Agriculture and Imperial Trade

F. W. CRAWFORD July 1 1932

Agriculture and Imperial Trade

F. W. CRAWFORD July 1 1932

Agriculture and Imperial Trade

Agreements to sell, agreements to buy —both are essential to the success of the Ottawa Conference, says this writer


TAKING the extensive trade years of 1928 and 1929 as a basis, we find that over eighty per cent of Canadian exports to the United Kingdom were of an agricultural nature. With the lower level of prices for farm products and the altered trade conditions exerting a very definite influence, the exports for the calendar year ending December 31, 1931, were still sixty-five per cent agricultural. A return to normal conditions would no doubt restore the percentage to its former position. In so far as the trade features of the Imperial Conference are concerned, those facts in themselves place the Canadian delegates very largely in the position of bargaining the sale of our agricultural surplus against the purchase by Canada of such other products as .our Government may see fit to admit into this Dominion at a preferred rate, although when discussions involving trade with the other Dominions take place, the boot may be on the other foot.
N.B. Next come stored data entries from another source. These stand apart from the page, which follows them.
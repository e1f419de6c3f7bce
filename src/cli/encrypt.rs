use crate::buffer::Shape;
use crate::codec;
use crate::error::Result;
use crate::pipeline::Pipeline;
use log::info;
use std::path::Path;

/// Options shared by the encrypt and decrypt commands
#[derive(Debug, Clone)]
pub struct CryptOptions {
    pub pipeline: Pipeline,
}

impl Default for CryptOptions {
    fn default() -> Self {
        Self {
            pipeline: Pipeline::default_obfuscation(),
        }
    }
}

/// Encrypt an image file by running the pipeline forward.
/// Returns the shape of the processed image.
pub fn encrypt_image(input_path: &Path, output_path: &Path, options: &CryptOptions) -> Result<Shape> {
    let mut buffer = codec::decode(input_path)?;
    options.pipeline.apply_forward(&mut buffer)?;
    codec::encode(&buffer, output_path)?;

    info!(
        "Encrypted {} -> {} with {}",
        input_path.display(),
        output_path.display(),
        options.pipeline
    );
    Ok(buffer.shape())
}

#[cfg(test)]
mod tests {
    use super::*;
    use crate::buffer::PixelBuffer;
    use crate::transform::Transform;
    use tempfile::tempdir;

    #[test]
    fn test_encrypt_changes_pixels_and_keeps_shape() {
        let dir = tempdir().unwrap();
        let input = dir.path().join("input.png");
        let output = dir.path().join("encrypted.png");

        let samples: Vec<u8> = (0..6 * 4 * 3).map(|i| (i * 3) as u8).collect();
        let original = PixelBuffer::new(6, 4, Some(3), samples).unwrap();
        codec::encode(&original, &input).unwrap();

        let shape = encrypt_image(&input, &output, &CryptOptions::default()).unwrap();
        assert_eq!(shape, original.shape());

        let encrypted = codec::decode(&output).unwrap();
        assert_eq!(encrypted.shape(), original.shape());
        assert_ne!(encrypted, original);
    }

    #[test]
    fn test_encrypt_grayscale_with_swap_fails_without_output() {
        let dir = tempdir().unwrap();
        let input = dir.path().join("gray.png");
        let output = dir.path().join("never.png");
        codec::encode(&PixelBuffer::filled(3, 3, None, 8).unwrap(), &input).unwrap();

        let options = CryptOptions {
            pipeline: Pipeline::new(vec![Transform::Swap]).unwrap(),
        };
        assert!(encrypt_image(&input, &output, &options).is_err());
        assert!(!output.exists());
    }
}
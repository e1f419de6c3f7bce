pub mod description;

pub use description::*;

use crate::buffer::PixelBuffer;
use crate::error::Result;
use crate::transform::Transform;
use log::{debug, info};
use sha3::{Digest, Sha3_256};
use std::fmt;

/// An ordered, validated list of transforms.
///
/// Decryption applies the inverse of each step in reverse order. Only for
/// involutions (Swap, Xor) does that coincide with re-applying the step.
#[derive(Debug, Clone, PartialEq, Eq)]
pub struct Pipeline {
    transforms: Vec<Transform>,
}

impl Pipeline {
    /// Build a pipeline, rejecting any step that cannot be inverted.
    pub fn new(transforms: Vec<Transform>) -> Result<Self> {
        for t in &transforms {
            t.ensure_invertible()?;
        }
        Ok(Self { transforms })
    }

    /// The built-in pipeline used when no description is supplied.
    pub fn default_obfuscation() -> Self {
        Self {
            transforms: vec![
                Transform::Swap,
                Transform::Xor { key: 42 },
                Transform::ShuffleRows { seed: 1234 },
            ],
        }
    }

    pub fn transforms(&self) -> &[Transform] {
        &self.transforms
    }

    pub fn len(&self) -> usize {
        self.transforms.len()
    }

    pub fn is_empty(&self) -> bool {
        self.transforms.is_empty()
    }

    /// Encrypt: apply every transform in declared order.
    pub fn apply_forward(&self, buffer: &mut PixelBuffer) -> Result<()> {
        info!(
            "Applying {} transform(s) forward to {}",
            self.transforms.len(),
            buffer.shape()
        );
        for (step, t) in self.transforms.iter().enumerate() {
            debug!("step {}: {}", step, t);
            t.forward(buffer)?;
        }
        Ok(())
    }

    /// Decrypt: apply the inverse of every transform in reverse order.
    pub fn apply_inverse(&self, buffer: &mut PixelBuffer) -> Result<()> {
        info!(
            "Applying {} transform(s) in reverse to {}",
            self.transforms.len(),
            buffer.shape()
        );
        for (step, t) in self.transforms.iter().enumerate().rev() {
            let inverse = t.inverse()?;
            debug!("step {}: {} (undoing {})", step, inverse, t);
            inverse.forward(buffer)?;
        }
        Ok(())
    }

    /// The pipeline whose forward run equals this pipeline's inverse run.
    pub fn inverse(&self) -> Result<Pipeline> {
        let transforms = self
            .transforms
            .iter()
            .rev()
            .map(Transform::inverse)
            .collect::<Result<Vec<_>>>()?;
        Ok(Self { transforms })
    }

    /// SHA3-256 over the canonical JSON form, hex encoded.
    pub fn fingerprint(&self) -> Result<String> {
        let canonical = serde_json::to_vec(&self.transforms)?;
        let mut hasher = Sha3_256::new();
        hasher.update(b"pixcrypt_pipeline_v1");
        hasher.update(&canonical);
        Ok(hex::encode(hasher.finalize()))
    }
}

impl fmt::Display for Pipeline {
    fn fmt(&self, f: &mut fmt::Formatter<'_>) -> fmt::Result {
        if self.transforms.is_empty() {
            return write!(f, "(empty)");
        }
        for (i, t) in self.transforms.iter().enumerate() {
            if i > 0 {
                write!(f, " -> ")?;
            }
            write!(f, "{}", t)?;
        }
        Ok(())
    }
}

#[cfg(test)]
mod tests {
    use super::*;
    use crate::error::PixcryptError;

    fn sample_rgb(height: usize, width: usize) -> PixelBuffer {
        let samples = (0..height * width * 3)
            .map(|i| ((i * 31 + 7) % 256) as u8)
            .collect();
        PixelBuffer::new(height, width, Some(3), samples).unwrap()
    }

    fn full_pipeline() -> Pipeline {
        Pipeline::new(vec![
            Transform::Swap,
            Transform::Xor { key: 42 },
            Transform::add(-77),
            Transform::Multiply { factor: 3 },
            Transform::ShuffleRows { seed: 1234 },
            Transform::ShuffleColumns { seed: 4321 },
            Transform::Multiply { factor: 201 },
        ])
        .unwrap()
    }

    #[test]
    fn test_forward_inverse_roundtrip() {
        let original = sample_rgb(12, 9);
        let pipeline = full_pipeline();

        let mut buf = original.clone();
        pipeline.apply_forward(&mut buf).unwrap();
        assert_ne!(buf, original);
        assert_eq!(buf.shape(), original.shape());

        pipeline.apply_inverse(&mut buf).unwrap();
        assert_eq!(buf, original);
    }

    #[test]
    fn test_inverse_pipeline_matches_apply_inverse() {
        let original = sample_rgb(8, 8);
        let pipeline = full_pipeline();

        let mut encrypted = original.clone();
        pipeline.apply_forward(&mut encrypted).unwrap();

        let mut via_inverse = encrypted.clone();
        pipeline.inverse().unwrap().apply_forward(&mut via_inverse).unwrap();

        let mut via_apply = encrypted;
        pipeline.apply_inverse(&mut via_apply).unwrap();

        assert_eq!(via_inverse, via_apply);
        assert_eq!(via_apply, original);
    }

    #[test]
    fn test_inverse_order_is_reversed() {
        let pipeline = Pipeline::new(vec![
            Transform::add(1),
            Transform::ShuffleRows { seed: 3 },
        ])
        .unwrap();
        let inverse = pipeline.inverse().unwrap();
        assert_eq!(
            inverse.transforms(),
            &[
                Transform::UnshuffleRows { seed: 3 },
                Transform::Add { value: 255 },
            ]
        );
    }

    #[test]
    fn test_rejects_even_factor_at_construction() {
        let err = Pipeline::new(vec![Transform::Xor { key: 1 }, Transform::Multiply { factor: 2 }])
            .unwrap_err();
        assert!(matches!(err, PixcryptError::NonInvertibleTransform(2)));
    }

    #[test]
    fn test_xor_example() {
        let pipeline = Pipeline::new(vec![Transform::Xor { key: 42 }]).unwrap();
        let mut buf = PixelBuffer::filled(2, 2, Some(3), 0).unwrap();

        pipeline.apply_forward(&mut buf).unwrap();
        assert_eq!(buf.samples(), &[42u8; 12]);

        pipeline.apply_inverse(&mut buf).unwrap();
        assert_eq!(buf.samples(), &[0u8; 12]);
    }

    #[test]
    fn test_default_pipeline_roundtrip() {
        let original = sample_rgb(10, 4);
        let pipeline = Pipeline::default_obfuscation();

        let mut buf = original.clone();
        pipeline.apply_forward(&mut buf).unwrap();
        pipeline.apply_inverse(&mut buf).unwrap();
        assert_eq!(buf, original);
    }

    #[test]
    fn test_swap_on_grayscale_surfaces_shape_error() {
        let mut gray = PixelBuffer::filled(3, 3, None, 5).unwrap();
        let err = Pipeline::default_obfuscation()
            .apply_forward(&mut gray)
            .unwrap_err();
        assert!(matches!(err, PixcryptError::Shape(_)));
    }

    #[test]
    fn test_empty_pipeline_is_identity() {
        let original = sample_rgb(2, 2);
        let pipeline = Pipeline::new(Vec::new()).unwrap();
        let mut buf = original.clone();
        pipeline.apply_forward(&mut buf).unwrap();
        pipeline.apply_inverse(&mut buf).unwrap();
        assert_eq!(buf, original);
        assert_eq!(pipeline.to_string(), "(empty)");
    }

    #[test]
    fn test_fingerprint_is_stable_and_order_sensitive() {
        let a = Pipeline::new(vec![Transform::Swap, Transform::Xor { key: 1 }]).unwrap();
        let b = Pipeline::new(vec![Transform::Swap, Transform::Xor { key: 1 }]).unwrap();
        let c = Pipeline::new(vec![Transform::Xor { key: 1 }, Transform::Swap]).unwrap();

        let fa = a.fingerprint().unwrap();
        assert_eq!(fa.len(), 64);
        assert_eq!(fa, b.fingerprint().unwrap());
        assert_ne!(fa, c.fingerprint().unwrap());
    }

    #[test]
    fn test_display_joins_steps() {
        assert_eq!(
            Pipeline::default_obfuscation().to_string(),
            "swap -> xor(key=42) -> shuffle_rows(seed=1234)"
        );
    }
}
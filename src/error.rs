use thiserror::Error;

#[derive(Error, Debug)]
pub enum PixcryptError {
    #[error("IO error: {0}")]
    Io(#[from] std::io::Error),

    #[error("JSON error: {0}")]
    Json(#[from] serde_json::Error),

    #[error("Codec error: {0}")]
    Codec(#[from] image::ImageError),

    #[error("Shape error: {0}")]
    Shape(String),

    #[error("Dimension mismatch on {axis} axis: expected {expected}, got {actual}")]
    DimensionMismatch {
        axis: &'static str,
        expected: usize,
        actual: usize,
    },

    #[error("Multiply factor {0} is not invertible modulo 256 (must be odd)")]
    NonInvertibleTransform(u16),

    #[error("Invalid permutation: {0}")]
    InvalidPermutation(String),

    #[error("Invalid pixel buffer: {0}")]
    InvalidBuffer(String),

    #[error("Invalid pipeline: {0}")]
    InvalidPipeline(String),

    #[error("Unsupported operation: {0}")]
    UnsupportedOperation(String),
}

pub type Result<T> = std::result::Result<T, PixcryptError>;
The position so outlined reveals the importance of agriculture in the coming trade negotiations. Yet the voice of agriculture in connection with this question is very largely the voice of Western Canada. This is mainly because of the fact that it is in that section of the Dominion that the great wheat surplus is produced, and all Canadian thought is directed again and again to the producing and selling of wheat. The domination of wheat is accompanied by the voice of a section of agriculture that is more articulate than voices from other parts of the country. The East is bestirring itself, and the vast agricultural production of Ontario, Quebec and the Maritimes may be an important factor in our export trade if satisfactory agreements are made at the forthcoming conference. Beef, bacon, poultry and dairy products could all be provided in quantities for the British market. British Columbia is always greatly interested in a market for her fruit, and her people will be somewhat concerned about a satisfactory outlet for both poultry and dairy products.

This diversity of interest in the' Dominion itself indicates that the effective interpretation of Canadian agricultural opinion on this question is difficult. Accordingly, I am only aiming to set down some of the hopes and expectations of the farm people, as well as some of the responsibilities that will devolve upon them if those hopes are to be even partially realized through the outcome of the forthcoming Imperial Conference.

On this question of export trade there are two schools of thought among agricultural leaders. One school accepts the principle that agriculture must be rebuilt upon the basis of export market values for our agricultural products. The

other refuses to accept that position as final and holds that agriculture should be rebuilt with our home market as the basis and with our exportable surplus organized and controlled so that it may be removed to relieve the home market. Particularly with products other than grains, this school contends that the excitable surplus should be sold abroad for what it will bring, and, further, that it should not be allowed to set the price for the bulk of product which is consumed at home.

The first mentioned school is by far the larger, but whether or not it is the wiser or more intelligent is a matter for my readers to decide.

Recently I asked a Western agricultural leader who subscribes to the principle that the price of farm products must continue to be based on export values, what he thought of the prospects of some definite achievement for agriculture at the coming conference. He replied:

"In my opinion, the coming Imperial Conference is the one bright spot on the agricultural horizon today.”

This statement

was repeated to the editor of a leading farm magazine having a very extensive circulation in the prairie country, and he commented : ‘‘I agree with him one hundred ¡>er cent.”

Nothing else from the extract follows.